- Opening Delimiter -
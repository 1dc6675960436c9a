//! API Handlers
use axum::{
    extract::State,
    http::{header, StatusCode},
    response::{IntoResponse, Response},
    Json,
};
use lingo_core::{Agent, CoordError, CoordinationOutcome, Intent, Request, LINGO_VERSION};
use lingo_engine::PlanDecision;
use serde_json::{json, Value};
use tracing::error;

use crate::AppState;

/// A `CoordError` rendered as `{ "error", "code" }`
pub struct ApiError(pub CoordError);

impl IntoResponse for ApiError {
    fn into_response(self) -> Response {
        let status = match self.0 {
            CoordError::InvalidRequest(_) => StatusCode::BAD_REQUEST,
            _ => StatusCode::INTERNAL_SERVER_ERROR,
        };
        (
            status,
            Json(json!({ "error": self.0.to_string(), "code": self.0.code() })),
        )
            .into_response()
    }
}

impl From<CoordError> for ApiError {
    fn from(e: CoordError) -> Self {
        ApiError(e)
    }
}

pub async fn coordinate(
    State(state): State<AppState>,
    Json(request): Json<Request>,
) -> Result<Json<CoordinationOutcome>, ApiError> {
    match state.engine.coordinate(&request).await {
        Ok(outcome) => {
            state.metrics.observe(&outcome.result);
            Ok(Json(outcome))
        }
        Err(e) => {
            state.metrics.reject();
            Err(e.into())
        }
    }
}

pub async fn classify(State(state): State<AppState>, Json(request): Json<Request>) -> Json<Intent> {
    Json(state.engine.classify_intent(&request).await)
}

pub async fn plan(State(state): State<AppState>, Json(request): Json<Request>) -> Json<PlanDecision> {
    Json(state.engine.plan(&request).await)
}

pub async fn health(State(state): State<AppState>) -> (StatusCode, Json<Value>) {
    let registry = state.engine.registry();
    let providers: serde_json::Map<String, Value> = [
        Agent::Summarizer,
        Agent::Translator,
        Agent::Writer,
        Agent::ResearchProvider,
    ]
    .into_iter()
    .map(|agent| (agent.as_str().to_string(), Value::Bool(registry.has(agent))))
    .collect();

    (
        StatusCode::OK,
        Json(json!({ "status": "ok", "version": LINGO_VERSION, "providers": providers })),
    )
}

pub async fn metrics(State(state): State<AppState>) -> Response {
    match state.metrics.encode() {
        Ok(body) => (
            StatusCode::OK,
            [(header::CONTENT_TYPE, "text/plain; version=0.0.4")],
            body,
        )
            .into_response(),
        Err(e) => {
            error!(error = %e, "failed to encode metrics");
            StatusCode::INTERNAL_SERVER_ERROR.into_response()
        }
    }
}
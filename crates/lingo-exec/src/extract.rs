//! Best-effort payload extraction from natural-language prompts.
//!
//! `summarize "some text"` or `translate to French: some text` carry the
//! text to process inside the instruction. None of these helpers is
//! required to succeed; `extract_payload` falls back to the whole prompt.

use lazy_static::lazy_static;
use regex::Regex;

lazy_static! {
    static ref QUOTED: Regex =
        Regex::new(r#""([^"]{2,})"|“([^”]{2,})”|«([^»]{2,})»"#).unwrap();

    static ref AFTER_VERB: Regex = Regex::new(
        r"(?is)\b(?:summari[sz]e|translate|rewrite|rephrase|proofread|condense)\b[^:\n]{0,60}:\s*(.+)$"
    ).unwrap();
}

/// Longest double-quoted segment
pub fn extract_quoted(prompt: &str) -> Option<&str> {
    QUOTED
        .captures_iter(prompt)
        .filter_map(|caps| caps.iter().skip(1).flatten().next())
        .map(|m| m.as_str().trim())
        .filter(|s| !s.is_empty())
        .max_by_key(|s| s.chars().count())
}

/// Text after "<verb> ...:" such as "Translate to German: Guten Morgen"
pub fn extract_after_verb(prompt: &str) -> Option<&str> {
    AFTER_VERB
        .captures(prompt)
        .and_then(|caps| caps.get(1))
        .map(|m| m.as_str().trim())
        .filter(|s| !s.is_empty())
}

/// Embedded payload, if the prompt carries one explicitly
pub fn explicit_payload(prompt: &str) -> Option<&str> {
    extract_quoted(prompt).or_else(|| extract_after_verb(prompt))
}

/// Embedded payload or the whole (trimmed) prompt
pub fn extract_payload(prompt: &str) -> &str {
    explicit_payload(prompt).unwrap_or_else(|| prompt.trim())
}
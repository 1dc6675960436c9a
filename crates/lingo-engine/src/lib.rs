//! Lingo Engine: one call from request to answer
//!
//! # Flow
//!
//! ```text
//! Request → Classify → (Plan) → Execute → Format → Answer
//!              ↓          ↓         ↓         ↓
//!           Intent   ExecutionPlan Results  String
//! ```
//!
//! Single-step requests skip planning and go straight to one dispatch.
//! Only an empty request is an error; every other failure degrades into
//! an explanatory answer.

mod engine;

pub use engine::CoordinationEngine;
pub use lingo_plan::{PlanDecision, PlanSource};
- Closing Delimiter -
- Exercise brief -
All records should be written out again exactly as given.

- Exercise result -
repository 1dc6675960436c9a
//! API Handlers
use axum::{
    extract::State,
    http::{header, StatusCode},
    response::{IntoResponse, Response},
    Json,
};
use lingo_core::{Agent, CoordError, CoordinationOutcome, Intent, Request, LINGO_VERSION};
use lingo_engine::PlanDecision;
use serde_json::{json, Value};
use tracing::error;

use crate::AppState;

/// A `CoordError` rendered as `{ "error", "code" }`
pub struct ApiError(pub CoordError);

impl IntoResponse for ApiError {
    fn into_response(self) -> Response {
        let status = match self.0 {
            CoordError::InvalidRequest(_) => StatusCode::BAD_REQUEST,
            _ => StatusCode::INTERNAL_SERVER_ERROR,
        };
        (
            status,
            Json(json!({ "error": self.0.to_string(), "code": self.0.code() })),
        )
            .into_response()
    }
}

impl From<CoordError> for ApiError {
    fn from(e: CoordError) -> Self {
        ApiError(e)
    }
}

pub async fn coordinate(
    State(state): State<AppState>,
    Json(request): Json<Request>,
) -> Result<Json<CoordinationOutcome>, ApiError> {
    match state.engine.coordinate(&request).await {
        Ok(outcome) => {
            state.metrics.observe(&outcome.result);
            Ok(Json(outcome))
        }
        Err(e) => {
            state.metrics.reject();
            Err(e.into())
        }
    }
}

pub async fn classify(State(state): State<AppState>, Json(request): Json<Request>) -> Json<Intent> {
    Json(state.engine.classify_intent(&request).await)
}

pub async fn plan(State(state): State<AppState>, Json(request): Json<Request>) -> Json<PlanDecision> {
    Json(state.engine.plan(&request).await)
}

pub async fn health(State(state): State<AppState>) -> (StatusCode, Json<Value>) {
    let registry = state.engine.registry();
    let providers: serde_json::Map<String, Value> = [
        Agent::Summarizer,
        Agent::Translator,
        Agent::Writer,
        Agent::ResearchProvider,
    ]
    .into_iter()
    .map(|agent| (agent.as_str().to_string(), Value::Bool(registry.has(agent))))
    .collect();

    (
        StatusCode::OK,
        Json(json!({ "status": "ok", "version": LINGO_VERSION, "providers": providers })),
    )
}

pub async fn metrics(State(state): State<AppState>) -> Response {
    match state.metrics.encode() {
        Ok(body) => (
            StatusCode::OK,
            [(header::CONTENT_TYPE, "text/plain; version=0.0.4")],
            body,
        )
            .into_response(),
        Err(e) => {
            error!(error = %e, "failed to encode metrics");
            StatusCode::INTERNAL_SERVER_ERROR.into_response()
        }
    }
}
filename crates/lingo-exec/src/extract.rs
//! Best-effort payload extraction from natural-language prompts.
//!
//! `summarize "some text"` or `translate to French: some text` carry the
//! text to process inside the instruction. None of these helpers is
//! required to succeed; `extract_payload` falls back to the whole prompt.

use lazy_static::lazy_static;
use regex::Regex;

lazy_static! {
    static ref QUOTED: Regex =
        Regex::new(r#""([^"]{2,})"|“([^”]{2,})”|«([^»]{2,})»"#).unwrap();

    static ref AFTER_VERB: Regex = Regex::new(
        r"(?is)\b(?:summari[sz]e|translate|rewrite|rephrase|proofread|condense)\b[^:\n]{0,60}:\s*(.+)$"
    ).unwrap();
}

/// Longest double-quoted segment
pub fn extract_quoted(prompt: &str) -> Option<&str> {
    QUOTED
        .captures_iter(prompt)
        .filter_map(|caps| caps.iter().skip(1).flatten().next())
        .map(|m| m.as_str().trim())
        .filter(|s| !s.is_empty())
        .max_by_key(|s| s.chars().count())
}

/// Text after "<verb> ...:" such as "Translate to German: Guten Morgen"
pub fn extract_after_verb(prompt: &str) -> Option<&str> {
    AFTER_VERB
        .captures(prompt)
        .and_then(|caps| caps.get(1))
        .map(|m| m.as_str().trim())
        .filter(|s| !s.is_empty())
}

/// Embedded payload, if the prompt carries one explicitly
pub fn explicit_payload(prompt: &str) -> Option<&str> {
    extract_quoted(prompt).or_else(|| extract_after_verb(prompt))
}

/// Embedded payload or the whole (trimmed) prompt
pub fn extract_payload(prompt: &str) -> &str {
    explicit_payload(prompt).unwrap_or_else(|| prompt.trim())
}
repository 1dc6675960436c9a
filename crates/lingo-engine/src/lib.rs
//! Lingo Engine: one call from request to answer
//!
//! # Flow
//!
//! ```text
//! Request → Classify → (Plan) → Execute → Format → Answer
//!              ↓          ↓         ↓         ↓
//!           Intent   ExecutionPlan Results  String
//! ```
//!
//! Single-step requests skip planning and go straight to one dispatch.
//! Only an empty request is an error; every other failure degrades into
//! an explanatory answer.

mod engine;

pub use engine::CoordinationEngine;
pub use lingo_plan::{PlanDecision, PlanSource};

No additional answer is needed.